[Stored data entries]
--- --- ---

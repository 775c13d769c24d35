//! Syntax highlighting and diff styling, off the UI thread.
//!
//! The main loop posts a [`types::RenderRequest`] whenever the content behind
//! the editor panel changes; a dedicated `std::thread` running
//! [`worker::render_worker_loop`] answers with owned, `'static` lines.
pub mod types;
pub mod worker;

--- --- ---

▸ Problem to solve
Provide a faithful, complete copy of the entries above.

▸ Final answer
repository 775c13d769c24d35
//! Syntax highlighting and diff styling, off the UI thread.
//!
//! The main loop posts a [`types::RenderRequest`] whenever the content behind
//! the editor panel changes; a dedicated `std::thread` running
//! [`worker::render_worker_loop`] answers with owned, `'static` lines.
pub mod types;
pub mod worker;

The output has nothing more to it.